Impacta la violencia de manera diferenciada según el género. Las mujeres cargan con el cuidado emocional de familias enteras y enfrentan violencia de género estructural que rara vez se aborda en políticas públicas. Es más, los mismos sistemas de justicia reproducen la violencia con las mujeres, siendo un claro ejemplo la liberación del militar que usaba el Régimen para ejercer violencia sexual contra las mujeres. Los hombres también sufren los efectos de la violencia y la desigualdad (de hecho, son quienes más se suicidan, pero eso lo ampliaremos en otra columna), aunque el machismo rara vez permite la vulnerabilidad de los hombres y el cuidado de su salud.
Además, el enfoque hegemónico de la salud mental tiende a patologizar el problema, tratando la ansiedad, depresión o estrés como diagnósticos individuales, invisibilizando las condiciones estructurales: pobreza, militarización, violencia, discriminación. La desigualdad y el machismo no son factores periféricos: son determinantes centrales de bienestar o malestar psicológico.

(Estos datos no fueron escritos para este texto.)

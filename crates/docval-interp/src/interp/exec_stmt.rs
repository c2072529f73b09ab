// SPDX-License-Identifier: (MIT OR Apache-2.0)
//! Statement execution.

use std::sync::Arc;

use docval_ast::expr::{Expr, ExprKind};
use docval_ast::stmt::{Stmt, StmtKind};

use super::{Interpreter, RuntimeError};
use crate::value::Value;

impl Interpreter {
    pub(super) fn exec_stmt(&mut self, stmt: &Stmt) -> Result<(), RuntimeError> {
        self.enter()?;
        let result = self.exec_stmt_kind(stmt);
        self.depth -= 1;
        result
    }

    fn exec_stmt_kind(&mut self, stmt: &Stmt) -> Result<(), RuntimeError> {
        match &stmt.kind {
            StmtKind::Expr(expr) => {
                self.eval_expr(expr)?;
            }
            StmtKind::Let { name, init } => {
                let value = self.eval_expr(init)?;
                self.env.define(name.clone(), value);
            }
            StmtKind::Assign { target, value } => {
                let value = self.eval_expr(value)?;
                self.assign(target, value)?;
            }
            StmtKind::Fn(decl) => {
                self.env.define(decl.name.clone(), Value::Function(Arc::new(decl.clone())));
            }
            StmtKind::If { cond, then_branch, else_branch } => {
                if self.eval_expr(cond)?.is_truthy() {
                    self.exec_block(then_branch)?;
                } else if let Some(else_branch) = else_branch {
                    self.exec_block(else_branch)?;
                }
            }
            StmtKind::While { cond, body } => {
                while self.eval_expr(cond)?.is_truthy() {
                    self.tick()?;
                    if !self.run_loop_body(body)? {
                        break;
                    }
                }
            }
            StmtKind::For { binding, iter, body } => {
                let items: Vec<Value> = match self.eval_expr(iter)? {
                    Value::List(items) => items,
                    Value::Str(s) => s.chars().map(|c| Value::Str(c.to_string())).collect(),
                    other => {
                        return Err(RuntimeError::type_error(format!("'{}' is not iterable", other.type_name())));
                    }
                };
                for item in items {
                    self.tick()?;
                    self.env.push_scope();
                    self.env.define(binding.clone(), item);
                    let result = self.run_loop_body_in_scope(body);
                    self.env.pop_scope();
                    if !result? {
                        break;
                    }
                }
            }
            StmtKind::Loop { body } => loop {
                self.tick()?;
                if !self.run_loop_body(body)? {
                    break;
                }
            },
            StmtKind::Break => return Err(RuntimeError::Break),
            StmtKind::Continue => return Err(RuntimeError::Continue),
            StmtKind::Return(value) => {
                let value = match value {
                    Some(expr) => self.eval_expr(expr)?,
                    None => Value::Nil,
                };
                return Err(RuntimeError::Return(value));
            }
            StmtKind::Raise(expr) => {
                let value = self.eval_expr(expr)?;
                return Err(RuntimeError::Raised(value.to_string()));
            }
        }
        Ok(())
    }

    /// Run statements in a fresh scope.
    pub(super) fn exec_block(&mut self, stmts: &[Stmt]) -> Result<(), RuntimeError> {
        self.env.push_scope();
        let result = stmts.iter().try_for_each(|stmt| self.exec_stmt(stmt));
        self.env.pop_scope();
        result
    }

    /// Returns `Ok(false)` when the loop should stop.
    fn run_loop_body(&mut self, body: &[Stmt]) -> Result<bool, RuntimeError> {
        match self.exec_block(body) {
            Ok(()) | Err(RuntimeError::Continue) => Ok(true),
            Err(RuntimeError::Break) => Ok(false),
            Err(e) => Err(e),
        }
    }

    /// Like `run_loop_body`, for bodies whose scope the caller already pushed.
    fn run_loop_body_in_scope(&mut self, body: &[Stmt]) -> Result<bool, RuntimeError> {
        match body.iter().try_for_each(|stmt| self.exec_stmt(stmt)) {
            Ok(()) | Err(RuntimeError::Continue) => Ok(true),
            Err(RuntimeError::Break) => Ok(false),
            Err(e) => Err(e),
        }
    }

    fn assign(&mut self, target: &Expr, value: Value) -> Result<(), RuntimeError> {
        match &target.kind {
            ExprKind::Ident(name) => {
                self.env.assign(name, value);
                Ok(())
            }
            ExprKind::Index { .. } => {
                // Evaluate every index before borrowing the root binding.
                let mut indices = Vec::new();
                let mut cursor = target;
                while let ExprKind::Index { target: inner, index } = &cursor.kind {
                    indices.push(self.eval_expr(index)?);
                    cursor = inner;
                }
                indices.reverse();

                let ExprKind::Ident(root) = &cursor.kind else {
                    return Err(RuntimeError::type_error("cannot assign to this expression"));
                };
                let mut slot = self
                    .env
                    .get_mut(root)
                    .ok_or_else(|| RuntimeError::UndefinedVariable(root.clone()))?;
                for index in &indices {
                    slot = index_slot(slot, index)?;
                }
                *slot = value;
                Ok(())
            }
            _ => Err(RuntimeError::type_error("cannot assign to this expression")),
        }
    }
}

/// A mutable reference to a list element.
fn index_slot<'a>(container: &'a mut Value, index: &Value) -> Result<&'a mut Value, RuntimeError> {
    match container {
        Value::List(items) => {
            let i = super::operators::resolve_index(index, items.len(), "list")?;
            Ok(&mut items[i])
        }
        Value::Str(_) => Err(RuntimeError::type_error("'string' does not support item assignment")),
        other => Err(RuntimeError::type_error(format!(
            "'{}' does not support item assignment",
            other.type_name()
        ))),
    }
}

Hablar de salud mental en El Salvador es hablar de justicia social. Mientras no haya reparación histórica, políticas públicas integrales y un Estado que respete los derechos humanos, la ansiedad, la depresión y el sufrimiento colectivo seguirán siendo la norma. Invertir en salud mental no es un lujo ni un tema clínico aislado: es cuidar la vida, la equidad y la paz social de todo un país.
Se necesitan políticas que reconozcan la salud mental como derecho colectivo: prevención comunitaria, programas de educación emocional en escuelas, atención accesible y con perspectiva de género, reparación de traumas históricos y fortalecimiento de redes de apoyo social. No habrá salud mental posible mientras el país siga siendo un lugar donde la violencia manda y la justicia calla.